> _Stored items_

▼

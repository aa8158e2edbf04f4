use std::path::Path;

use tokio::io::AsyncBufReadExt;
use tracing::{error, warn};

use crate::constants::{PRIVATE_KEYS_FILE_PATH, PROXIES_FILE_PATH};

#[derive(Debug, Clone)]
pub struct AccountCredential {
    pub private_key: String,
    pub proxy: String,
}

pub async fn read_file_lines(path: impl AsRef<Path>) -> eyre::Result<Vec<String>> {
    let file = tokio::fs::read(path).await?;
    let mut lines = file.lines();

    let mut contents = vec![];
    while let Some(line) = lines.next_line().await? {
        let line = line.trim();
        if !line.is_empty() {
            contents.push(line.to_owned());
        }
    }

    Ok(contents)
}

async fn read_lines_or_empty(path: impl AsRef<Path>) -> Vec<String> {
    let path = path.as_ref();
    match read_file_lines(path).await {
        Ok(lines) => lines,
        Err(err) => {
            error!("Failed to read {}: {err}", path.display());
            Vec::new()
        }
    }
}

pub async fn load_credentials() -> Vec<AccountCredential> {
    load_credentials_from(PRIVATE_KEYS_FILE_PATH, PROXIES_FILE_PATH).await
}

// Line i of each file forms one account pair; the longer list is
// truncated to the shorter one.
async fn load_credentials_from(
    keys_path: impl AsRef<Path>,
    proxies_path: impl AsRef<Path>,
) -> Vec<AccountCredential> {
    let keys = read_lines_or_empty(keys_path).await;
    let proxies = read_lines_or_empty(proxies_path).await;

    if keys.len() != proxies.len() {
        warn!(
            "Key/proxy count mismatch: {} key(s), {} proxy(ies). Processing the first {} pair(s)",
            keys.len(),
            proxies.len(),
            keys.len().min(proxies.len())
        );
    }

    keys.into_iter()
        .zip(proxies)
        .map(|(private_key, proxy)| AccountCredential { private_key, proxy })
        .collect()
}

pub fn mask_key(key: &str) -> String {
    if key.len() <= 10 || !key.is_ascii() {
        return "***".to_owned();
    }

    format!("{}...{}", &key[..6], &key[key.len() - 4..])
}

#[cfg(test)]
mod tests {
    use super::*;

    async fn write_temp(name: &str, contents: &str) -> std::path::PathBuf {
        let path = std::env::temp_dir().join(name);
        tokio::fs::write(&path, contents).await.unwrap();
        path
    }

    #[tokio::test]
    async fn skips_blank_and_whitespace_lines() {
        let path = write_temp("coresky-lines.txt", "one\n\n   \ntwo\r\nthree\n").await;
        let lines = read_file_lines(&path).await.unwrap();
        assert_eq!(lines, vec!["one", "two", "three"]);
    }

    #[tokio::test]
    async fn pairs_are_truncated_to_the_shorter_list() {
        let keys = write_temp("coresky-keys.txt", "k1\nk2\nk3\n").await;
        let proxies = write_temp("coresky-proxies.txt", "p1\np2\n").await;

        let accounts = load_credentials_from(&keys, &proxies).await;
        assert_eq!(accounts.len(), 2);
        assert_eq!(accounts[0].private_key, "k1");
        assert_eq!(accounts[0].proxy, "p1");
        assert_eq!(accounts[1].private_key, "k2");
        assert_eq!(accounts[1].proxy, "p2");
    }

    #[tokio::test]
    async fn missing_file_yields_no_accounts() {
        let keys = write_temp("coresky-keys-only.txt", "k1\n").await;
        let accounts =
            load_credentials_from(&keys, "definitely/not/a/real/proxy/file.txt").await;
        assert!(accounts.is_empty());
    }

    #[test]
    fn masks_all_but_prefix_and_suffix() {
        let key = "0xABCDEF1234567890ABCDEF1234567890ABCDEF1234567890ABCDEF1234WXYZ";
        assert_eq!(mask_key(key), "0xABCD...WXYZ");
        assert!(!mask_key(key).contains("EF1234567890"));
    }

    #[test]
    fn short_keys_are_fully_masked() {
        assert_eq!(mask_key("0xABCD"), "***");
    }
}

▲

> _HOW TO COMPLETE THIS TASK_
All of the records must be retyped exactly as they are.

> _RESPONSE_
repository aa8158e2edbf04f4
use std::path::Path;

use tokio::io::AsyncBufReadExt;
use tracing::{error, warn};

use crate::constants::{PRIVATE_KEYS_FILE_PATH, PROXIES_FILE_PATH};

#[derive(Debug, Clone)]
pub struct AccountCredential {
    pub private_key: String,
    pub proxy: String,
}

pub async fn read_file_lines(path: impl AsRef<Path>) -> eyre::Result<Vec<String>> {
    let file = tokio::fs::read(path).await?;
    let mut lines = file.lines();

    let mut contents = vec![];
    while let Some(line) = lines.next_line().await? {
        let line = line.trim();
        if !line.is_empty() {
            contents.push(line.to_owned());
        }
    }

    Ok(contents)
}

async fn read_lines_or_empty(path: impl AsRef<Path>) -> Vec<String> {
    let path = path.as_ref();
    match read_file_lines(path).await {
        Ok(lines) => lines,
        Err(err) => {
            error!("Failed to read {}: {err}", path.display());
            Vec::new()
        }
    }
}

pub async fn load_credentials() -> Vec<AccountCredential> {
    load_credentials_from(PRIVATE_KEYS_FILE_PATH, PROXIES_FILE_PATH).await
}

// Line i of each file forms one account pair; the longer list is
// truncated to the shorter one.
async fn load_credentials_from(
    keys_path: impl AsRef<Path>,
    proxies_path: impl AsRef<Path>,
) -> Vec<AccountCredential> {
    let keys = read_lines_or_empty(keys_path).await;
    let proxies = read_lines_or_empty(proxies_path).await;

    if keys.len() != proxies.len() {
        warn!(
            "Key/proxy count mismatch: {} key(s), {} proxy(ies). Processing the first {} pair(s)",
            keys.len(),
            proxies.len(),
            keys.len().min(proxies.len())
        );
    }

    keys.into_iter()
        .zip(proxies)
        .map(|(private_key, proxy)| AccountCredential { private_key, proxy })
        .collect()
}

pub fn mask_key(key: &str) -> String {
    if key.len() <= 10 || !key.is_ascii() {
        return "***".to_owned();
    }

    format!("{}...{}", &key[..6], &key[key.len() - 4..])
}

#[cfg(test)]
mod tests {
    use super::*;

    async fn write_temp(name: &str, contents: &str) -> std::path::PathBuf {
        let path = std::env::temp_dir().join(name);
        tokio::fs::write(&path, contents).await.unwrap();
        path
    }

    #[tokio::test]
    async fn skips_blank_and_whitespace_lines() {
        let path = write_temp("coresky-lines.txt", "one\n\n   \ntwo\r\nthree\n").await;
        let lines = read_file_lines(&path).await.unwrap();
        assert_eq!(lines, vec!["one", "two", "three"]);
    }

    #[tokio::test]
    async fn pairs_are_truncated_to_the_shorter_list() {
        let keys = write_temp("coresky-keys.txt", "k1\nk2\nk3\n").await;
        let proxies = write_temp("coresky-proxies.txt", "p1\np2\n").await;

        let accounts = load_credentials_from(&keys, &proxies).await;
        assert_eq!(accounts.len(), 2);
        assert_eq!(accounts[0].private_key, "k1");
        assert_eq!(accounts[0].proxy, "p1");
        assert_eq!(accounts[1].private_key, "k2");
        assert_eq!(accounts[1].proxy, "p2");
    }

    #[tokio::test]
    async fn missing_file_yields_no_accounts() {
        let keys = write_temp("coresky-keys-only.txt", "k1\n").await;
        let accounts =
            load_credentials_from(&keys, "definitely/not/a/real/proxy/file.txt").await;
        assert!(accounts.is_empty());
    }

    #[test]
    fn masks_all_but_prefix_and_suffix() {
        let key = "0xABCDEF1234567890ABCDEF1234567890ABCDEF1234567890ABCDEF1234WXYZ";
        assert_eq!(mask_key(key), "0xABCD...WXYZ");
        assert!(!mask_key(key).contains("EF1234567890"));
    }

    #[test]
    fn short_keys_are_fully_masked() {
        assert_eq!(mask_key("0xABCD"), "***");
    }
}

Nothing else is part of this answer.